William · January 30, 2011, 12:41pm

“still, using a foreach to walk through the byteInput should be faster then looking up each value with byteInput[index]”

@ wouter. How so? Typically, foreach is slower then while or for because of the enumerator (i.e. Current, MoveNext) object overhead. Maybe I am not understanding what perf factor your pointing to.

WouterH · January 30, 2011, 1:03pm

well I’ve ran a test, and foreach seems a very little bit slower.

I thought foreach on a byte array was implemented like an incremented pointer as we know from C/C++. In C/C++ the incrementing pointer is faster than looking up a table index since it needs fewer assembler instructions (no need for offset calculation).

It seems now that this is not how foreach is implemented for a byte-array.

I also tested different scenario’s on the Encoding code posted here, and I must say there is not much room for optimalisation. Even removing the byte-array allocation doesn’t speed things up…

In general the code is slow and I think there is a need to support this kind of conversions in native code.

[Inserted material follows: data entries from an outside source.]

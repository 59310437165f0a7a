//! Integration tests for registration, login and admin seeding.

mod common;

use lakkeriet_core::Email;
use lakkeriet_storefront::db::UserRepository;
use lakkeriet_storefront::services::auth::{AuthError, AuthService, hash_password};

use common::test_pool;

// =============================================================================
// Registration
// =============================================================================

#[tokio::test]
async fn test_register_and_login_roundtrip() {
    let pool = test_pool().await;
    let auth = AuthService::new(&pool);

    let registered = auth
        .register("kari@example.com", "passord123")
        .await
        .expect("register");
    assert_eq!(registered.email.as_str(), "kari@example.com");
    assert!(!registered.is_admin);

    let logged_in = auth
        .login("kari@example.com", "passord123")
        .await
        .expect("login");
    assert_eq!(logged_in.id, registered.id);
}

#[tokio::test]
async fn test_register_rejects_bad_input() {
    let pool = test_pool().await;
    let auth = AuthService::new(&pool);

    let result = auth.register("not-an-email", "passord123").await;
    assert!(matches!(result, Err(AuthError::InvalidEmail(_))));

    let result = auth.register("kari@example.com", "kort").await;
    assert!(matches!(result, Err(AuthError::WeakPassword(_))));
}

#[tokio::test]
async fn test_duplicate_email_is_rejected() {
    let pool = test_pool().await;
    let auth = AuthService::new(&pool);

    auth.register("kari@example.com", "passord123")
        .await
        .expect("register");

    let result = auth.register("kari@example.com", "annetpassord").await;
    assert!(matches!(result, Err(AuthError::UserAlreadyExists)));
}

// =============================================================================
// Login
// =============================================================================

#[tokio::test]
async fn test_login_failures_are_uniform() {
    let pool = test_pool().await;
    let auth = AuthService::new(&pool);

    auth.register("kari@example.com", "passord123")
        .await
        .expect("register");

    // Wrong password, unknown account and malformed email all come back
    // as the same error.
    let wrong_password = auth.login("kari@example.com", "feilpassord").await;
    assert!(matches!(wrong_password, Err(AuthError::InvalidCredentials)));

    let unknown = auth.login("ola@example.com", "passord123").await;
    assert!(matches!(unknown, Err(AuthError::InvalidCredentials)));

    let malformed = auth.login("ikke-epost", "passord123").await;
    assert!(matches!(malformed, Err(AuthError::InvalidCredentials)));
}

#[tokio::test]
async fn test_stored_hash_is_not_the_password() {
    let pool = test_pool().await;
    let auth = AuthService::new(&pool);

    auth.register("kari@example.com", "passord123")
        .await
        .expect("register");

    let email = Email::parse("kari@example.com").expect("email");
    let (_, hash) = UserRepository::new(&pool)
        .get_password_hash(&email)
        .await
        .expect("get")
        .expect("some");

    assert_ne!(hash, "passord123");
    assert!(hash.starts_with("$argon2"));
}

// =============================================================================
// Admin Seeding
// =============================================================================

#[tokio::test]
async fn test_ensure_admin_creates_once() {
    let pool = test_pool().await;
    let users = UserRepository::new(&pool);

    let email = Email::parse("admin@example.com").expect("email");
    let hash = hash_password("adminpassord").expect("hash");

    assert!(users.ensure_admin(&email, &hash).await.expect("first"));
    assert!(!users.ensure_admin(&email, &hash).await.expect("second"));

    let user = users.get_by_email(&email).await.expect("get").expect("some");
    assert!(user.is_admin);

    // The seeded account logs in like any other.
    let logged_in = AuthService::new(&pool)
        .login("admin@example.com", "adminpassord")
        .await
        .expect("login");
    assert!(logged_in.is_admin);
}
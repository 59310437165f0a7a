//! Domain models for the storefront.

pub mod cart;
pub mod order;
pub mod product;
pub mod user;

pub use cart::Cart;
pub use order::{NewOrder, NewOrderLine, Order, OrderLine};
pub use product::{NewProduct, Product};
pub use user::{CurrentUser, User};

/// Session keys for data stored in the client session.
pub mod session_keys {
    /// Key for storing the current logged-in user.
    pub const CURRENT_USER: &str = "current_user";

    /// Key for storing the shopping cart.
    pub const CART: &str = "cart";
}
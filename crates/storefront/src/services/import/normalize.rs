//! Per-row normalization for the product feed.
//!
//! Supplier feeds are loosely structured: numbers arrive with comma
//! decimals, thousands marks or stray `%` signs, descriptions carry HTML
//! markup, and any field may simply be missing. Normalization is tolerant
//! everywhere except the stock code, which alone decides whether a row is
//! usable.

use std::sync::LazyLock;

use regex::Regex;
use serde::Deserialize;
use thiserror::Error;

use lakkeriet_core::{StockCode, StockCodeError};

use crate::models::product::NewProduct;
use crate::services::translate::translate;

/// A raw feed row as parsed from the delimited file.
///
/// Every field is optional; validation happens in [`normalize`].
#[derive(Debug, Default, Deserialize)]
#[serde(default)]
pub struct FeedRow {
    pub sku: Option<String>,
    #[serde(rename = "EAN")]
    pub ean: Option<String>,
    pub name: Option<String>,
    pub description: Option<String>,
    pub category: Option<String>,
    pub weight: Option<String>,
    pub qty: Option<String>,
    pub price: Option<String>,
    pub tax: Option<String>,
    pub brand: Option<String>,
    /// Comma-separated image URLs; only the first is kept.
    pub images: Option<String>,
}

/// Why a feed row was skipped instead of imported.
#[derive(Debug, Error)]
pub enum RowSkip {
    /// The row has no stock code, so there is nothing to upsert by.
    #[error("missing stock code")]
    MissingCode,

    /// The stock code is present but unusable.
    #[error("invalid stock code: {0}")]
    InvalidCode(StockCodeError),
}

/// Normalize a raw feed row into a full product field set.
///
/// Numeric fields fall back to 0 when unparsable; the English description
/// is derived from the cleaned Norwegian one through the translation stub.
///
/// # Errors
///
/// Returns [`RowSkip`] when the row lacks a usable stock code; no other
/// input can fail a row.
pub fn normalize(row: &FeedRow) -> Result<NewProduct, RowSkip> {
    let raw_sku = row.sku.as_deref().unwrap_or("");
    if raw_sku.trim().is_empty() {
        return Err(RowSkip::MissingCode);
    }
    let sku = StockCode::parse(raw_sku).map_err(RowSkip::InvalidCode)?;

    let description_no = clean_html(row.description.as_deref().unwrap_or(""));
    let description_en = translate(&description_no);

    Ok(NewProduct {
        sku,
        ean: non_empty(row.ean.as_deref()),
        name: row.name.as_deref().unwrap_or("").trim().to_owned(),
        description_no,
        description_en,
        category: non_empty(row.category.as_deref()),
        weight: to_f64(row.weight.as_deref().unwrap_or(""), 0.0),
        quantity_on_hand: to_i64(row.qty.as_deref().unwrap_or(""), 0),
        price: to_f64(row.price.as_deref().unwrap_or(""), 0.0),
        tax_rate: to_f64(row.tax.as_deref().unwrap_or(""), 0.0),
        brand: non_empty(row.brand.as_deref()),
        image_url: row.images.as_deref().and_then(first_image),
    })
}

/// Matches HTML tags; the non-greedy body mirrors how feeds nest markup.
static TAG_RE: LazyLock<Regex> =
    LazyLock::new(|| Regex::new("<[^<]+?>").expect("valid pattern"));

/// Strip markup from an imported description.
///
/// Decodes HTML entities, removes tags, and collapses whitespace runs
/// (including non-breaking spaces) to single spaces. Empty input yields an
/// empty string.
#[must_use]
pub fn clean_html(raw: &str) -> String {
    if raw.is_empty() {
        return String::new();
    }
    let decoded = decode_entities(raw);
    let stripped = TAG_RE.replace_all(&decoded, " ");
    stripped.split_whitespace().collect::<Vec<_>>().join(" ")
}

/// Decode HTML entities (`&amp;`, `&nbsp;`, `&#233;`, `&#xE9;`, ...).
///
/// Unknown or malformed entities are left as-is.
fn decode_entities(input: &str) -> String {
    let mut out = String::with_capacity(input.len());
    let mut rest = input;

    while let Some(pos) = rest.find('&') {
        out.push_str(&rest[..pos]);
        let tail = &rest[pos..];

        // An entity body is short; anything longer is a bare ampersand.
        let body_end = tail.find(';').filter(|end| (2..=32).contains(end));
        match body_end.and_then(|end| decode_entity(&tail[1..end]).map(|c| (c, end))) {
            Some((c, end)) => {
                out.push(c);
                rest = &tail[end + 1..];
            }
            None => {
                out.push('&');
                rest = &tail[1..];
            }
        }
    }

    out.push_str(rest);
    out
}

fn decode_entity(name: &str) -> Option<char> {
    match name {
        "amp" => Some('&'),
        "lt" => Some('<'),
        "gt" => Some('>'),
        "quot" => Some('"'),
        "apos" => Some('\''),
        "nbsp" => Some('\u{a0}'),
        _ => {
            let code = name.strip_prefix('#')?;
            let value = match code.strip_prefix(['x', 'X']) {
                Some(hex) => u32::from_str_radix(hex, 16).ok()?,
                None => code.parse::<u32>().ok()?,
            };
            char::from_u32(value)
        }
    }
}

/// Tolerantly parse a float from feed input.
///
/// Strips `%` and whitespace, then treats the rightmost of `,`/`.` as the
/// decimal separator and drops every other separator as a thousands mark:
/// `"1.299,50"` parses to `1299.5`.
fn parse_f64(val: &str) -> Option<f64> {
    let s: String = val
        .chars()
        .filter(|c| *c != '%' && !c.is_whitespace())
        .collect();
    if s.is_empty() {
        return None;
    }

    let normalized: String = match s.rfind([',', '.']) {
        Some(decimal_pos) => s
            .char_indices()
            .filter_map(|(i, c)| match c {
                ',' | '.' if i != decimal_pos => None,
                ',' => Some('.'),
                other => Some(other),
            })
            .collect(),
        None => s,
    };

    normalized.parse().ok()
}

/// Parse a float, falling back to `default` on any unparsable input.
#[must_use]
pub fn to_f64(val: &str, default: f64) -> f64 {
    parse_f64(val).unwrap_or(default)
}

/// Parse an integer via float-then-truncate, falling back to `default`.
#[must_use]
pub fn to_i64(val: &str, default: i64) -> i64 {
    parse_f64(val).map_or(default, |f| f as i64)
}

/// First entry of a comma-separated image list, trimmed; `None` when empty.
fn first_image(images: &str) -> Option<String> {
    images
        .split(',')
        .next()
        .map(str::trim)
        .filter(|s| !s.is_empty())
        .map(str::to_owned)
}

/// Trimmed value, or `None` when the input is absent or blank.
fn non_empty(val: Option<&str>) -> Option<String> {
    val.map(str::trim).filter(|s| !s.is_empty()).map(str::to_owned)
}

Alagrat · January 31, 2011, 2:14am

Thanks for all answered. I’ll try suggestions and post the result

William · January 31, 2011, 2:43am

“I’ve ran a test, and foreach seems a very little bit slower.”

Sounds good. Foreach is a great construct, so people should not shy away from it in general. In most common usage, it will not matter and your efforts would be better spent somewhere else.